MSBuild completely sucks at these tasks when compared to any free software build system such as Ant, Automake, CMake, WAF or dozens others. It was designed to be used in conjuction with Visual Studio and you very much feel the limitations of it when you try to use it from the outside.
As for MSBuild and VS - I thought that Visual Studio actually compiles things with devenv.exe, rather than MSBuild. I remember working on a project where I was trying to set up Jenkins CI to build our projects and MSBuild wouldn't work (because the environment wasn't set up correctly), but using devenv.exe instead worked perfectly.
However if it ever became available outside of Google then I would use it absolutely everywhere.

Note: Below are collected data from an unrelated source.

use std::cmp;
use std::iter::Fuse;

use crate::capability::Generic;
use crate::pipe::Adaptor;
use crate::view::{IntoView, RandomAccessView, SizedView, View};

/// A view that alternates between the elements of two views.
///
/// Without extension, elements are produced in pairs: one from the first
/// view, then one from the second. The view ends at the first pair that
/// can't be completed, so an element of the first view with no partner in
/// the second is never produced.
///
/// With extension, once either side runs out, the rest of the other side
/// follows.
#[derive(Clone, Debug)]
pub struct Interleave<A, B> {
    a: A,
    b: B,
    extend: bool,
}

impl<A, B> Interleave<A, B> {
    pub(crate) fn new(a: A, b: B, extend: bool) -> Interleave<A, B> {
        Interleave { a, b, extend }
    }
}

impl<A, B> View for Interleave<A, B>
where
    A: View,
    B: View<Item = A::Item>,
{
    type Item = A::Item;
    type Cursor = InterleaveCursor<A::Cursor, B::Cursor>;
    type Layout = Generic;

    #[inline]
    fn into_cursor(self) -> Self::Cursor {
        InterleaveCursor {
            a: self.a.into_cursor().fuse(),
            b: self.b.into_cursor().fuse(),
            extend: self.extend,
            pending: None,
            b_turn: false,
            done: false,
        }
    }
}

impl<A, B> SizedView for Interleave<A, B>
where
    A: SizedView,
    B: SizedView<Item = A::Item>,
{
    fn size(&self) -> usize {
        let (n, m) = (self.a.size(), self.b.size());
        if self.extend {
            n + m
        } else {
            2 * cmp::min(n, m)
        }
    }
}

impl<A, B> RandomAccessView for Interleave<A, B>
where
    A: RandomAccessView,
    B: RandomAccessView<Item = A::Item>,
{
    fn get(&self, index: usize) -> Option<A::Item> {
        let (n, m) = (self.a.size(), self.b.size());
        let paired = 2 * cmp::min(n, m);
        if index < paired {
            return if index % 2 == 0 {
                self.a.get(index / 2)
            } else {
                self.b.get(index / 2)
            };
        }
        if !self.extend {
            return None;
        }
        let rest = index - paired / 2;
        if n > m {
            self.a.get(rest)
        } else {
            self.b.get(rest)
        }
    }
}

impl_view_ops!([A, B,] Interleave<A, B>);

/// The cursor of an [`Interleave`](struct.Interleave.html).
#[derive(Clone, Debug)]
pub struct InterleaveCursor<A: Iterator, B> {
    a: Fuse<A>,
    b: Fuse<B>,
    extend: bool,
    /// The second half of a pair whose first half was already produced.
    pending: Option<A::Item>,
    b_turn: bool,
    done: bool,
}

impl<A, B> Iterator for InterleaveCursor<A, B>
where
    A: Iterator,
    B: Iterator<Item = A::Item>,
{
    type Item = A::Item;

    fn next(&mut self) -> Option<A::Item> {
        if self.extend {
            return if self.b_turn {
                self.b_turn = false;
                self.b.next().or_else(|| self.a.next())
            } else {
                self.b_turn = true;
                self.a.next().or_else(|| self.b.next())
            };
        }
        if let Some(item) = self.pending.take() {
            return Some(item);
        }
        if self.done {
            return None;
        }
        match (self.a.next(), self.b.next()) {
            (Some(x), Some(y)) => {
                self.pending = Some(y);
                Some(x)
            }
            _ => {
                self.done = true;
                None
            }
        }
    }

    fn size_hint(&self) -> (usize, Option<usize>) {
        let (alo, ahi) = self.a.size_hint();
        let (blo, bhi) = self.b.size_hint();
        if self.extend {
            let hi = match (ahi, bhi) {
                (Some(x), Some(y)) => x.checked_add(y),
                _ => None,
            };
            return (alo.saturating_add(blo), hi);
        }
        let pending = self.pending.is_some() as usize;
        if self.done {
            return (pending, Some(pending));
        }
        let lo = cmp::min(alo, blo).saturating_mul(2).saturating_add(pending);
        let hi = match (ahi, bhi) {
            (Some(x), Some(y)) => Some(cmp::min(x, y)),
            (Some(x), None) | (None, Some(x)) => Some(x),
            (None, None) => None,
        };
        let hi = hi
            .and_then(|h| h.checked_mul(2))
            .and_then(|h| h.checked_add(pending));
        (lo, hi)
    }
}

impl<A, B> ExactSizeIterator for InterleaveCursor<A, B>
where
    A: ExactSizeIterator,
    B: ExactSizeIterator<Item = A::Item>,
{}

/// A partially applied `interleave` or `interleave_extend`.
#[derive(Clone, Copy, Debug)]
pub struct InterleaveFn<O> {
    other: O,
    extend: bool,
}

impl<V, O> Adaptor<V> for InterleaveFn<O>
where
    V: View,
    O: IntoView<Item = V::Item>,
{
    type Output = Interleave<V, O::View>;

    #[inline]
    fn apply(self, view: V) -> Interleave<V, O::View> {
        Interleave::new(view, self.other.into_view(), self.extend)
    }
}

impl_adaptor_ops!([O,] InterleaveFn<O>);

/// Alternate with the elements of `other`, stopping at the first pair that
/// can't be completed.
#[inline]
pub fn interleave<O: IntoView>(other: O) -> InterleaveFn<O> {
    InterleaveFn { other, extend: false }
}

/// Alternate with the elements of `other`. Once either side runs out, the
/// rest of the other follows.
#[inline]
pub fn interleave_extend<O: IntoView>(other: O) -> InterleaveFn<O> {
    InterleaveFn { other, extend: true }
}

/// A view that inserts a separator between every two consecutive elements.
#[derive(Clone, Debug)]
pub struct Intersperse<V: View> {
    view: V,
    sep: V::Item,
}

impl<V: View> Intersperse<V> {
    pub(crate) fn new(view: V, sep: V::Item) -> Intersperse<V> {
        Intersperse { view, sep }
    }
}

impl<V> View for Intersperse<V>
where
    V: View,
    V::Item: Clone,
{
    type Item = V::Item;
    type Cursor = IntersperseCursor<V::Cursor>;
    type Layout = Generic;

    #[inline]
    fn into_cursor(self) -> Self::Cursor {
        IntersperseCursor {
            iter: self.view.into_cursor(),
            sep: self.sep,
            peeked: None,
            sep_next: false,
        }
    }
}

impl<V> SizedView for Intersperse<V>
where
    V: SizedView,
    V::Item: Clone,
{
    #[inline]
    fn size(&self) -> usize {
        (2 * self.view.size()).saturating_sub(1)
    }
}

impl<V> RandomAccessView for Intersperse<V>
where
    V: RandomAccessView,
    V::Item: Clone,
{
    fn get(&self, index: usize) -> Option<V::Item> {
        if index >= self.size() {
            None
        } else if index % 2 == 0 {
            self.view.get(index / 2)
        } else {
            Some(self.sep.clone())
        }
    }
}

impl_view_ops!([V,] Intersperse<V> where [V: View,]);

/// The cursor of an [`Intersperse`](struct.Intersperse.html).
#[derive(Clone, Debug)]
pub struct IntersperseCursor<I: Iterator> {
    iter: I,
    sep: I::Item,
    /// An element read ahead to decide that a separator is due.
    peeked: Option<I::Item>,
    sep_next: bool,
}

impl<I> Iterator for IntersperseCursor<I>
where
    I: Iterator,
    I::Item: Clone,
{
    type Item = I::Item;

    fn next(&mut self) -> Option<I::Item> {
        if self.sep_next {
            let item = self.iter.next()?;
            self.peeked = Some(item);
            self.sep_next = false;
            return Some(self.sep.clone());
        }
        let item = match self.peeked.take() {
            Some(item) => item,
            None => self.iter.next()?,
        };
        self.sep_next = true;
        Some(item)
    }

    fn size_hint(&self) -> (usize, Option<usize>) {
        let peeked = self.peeked.is_some() as usize;
        let (lo, hi) = self.iter.size_hint();
        let count = |n: usize| -> Option<usize> {
            if self.sep_next {
                n.checked_mul(2)
            } else {
                n.checked_add(peeked)?
                    .checked_mul(2)
                    .map(|m| m.saturating_sub(1))
            }
        };
        (count(lo).unwrap_or(usize::MAX), hi.and_then(count))
    }
}

impl<I> ExactSizeIterator for IntersperseCursor<I>
where
    I: ExactSizeIterator,
    I::Item: Clone,
{}

/// A partially applied `intersperse`.
#[derive(Clone, Copy, Debug)]
pub struct IntersperseFn<T> {
    sep: T,
}

impl<V, T> Adaptor<V> for IntersperseFn<T>
where
    V: View<Item = T>,
    T: Clone,
{
    type Output = Intersperse<V>;

    #[inline]
    fn apply(self, view: V) -> Intersperse<V> {
        Intersperse::new(view, self.sep)
    }
}

impl_adaptor_ops!([T,] IntersperseFn<T>);

/// Insert `sep` between every two consecutive elements.
#[inline]
pub fn intersperse<T>(sep: T) -> IntersperseFn<T> {
    IntersperseFn { sep }
}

The project I worked on was relatively new. Another project had been started in Visual C++ 6 and upgraded multiple times over the years. Occasionally, somebody would go through the solution file and project files to see if we were doing silly things because of this evolution (e.g., defining rules that weren't ever used). And we had two or three ways of setting paths so that developers could check out the code and build without worrying too much. Especially when it came to projects that needed DLLs from other solutions.
We were able to reduce the amount of annoying things to a tolerable level. I believe they moved to something like NuGet (for some things) after I switched jobs.
http://voices.canonical.com/jussi.pakkanen/2011/09/13/autoto...
Which... the reason it sticks out with me is that really good rants are a lot more memorable to me than people talking about what software they like, which is probably not a fair way to evaluate software.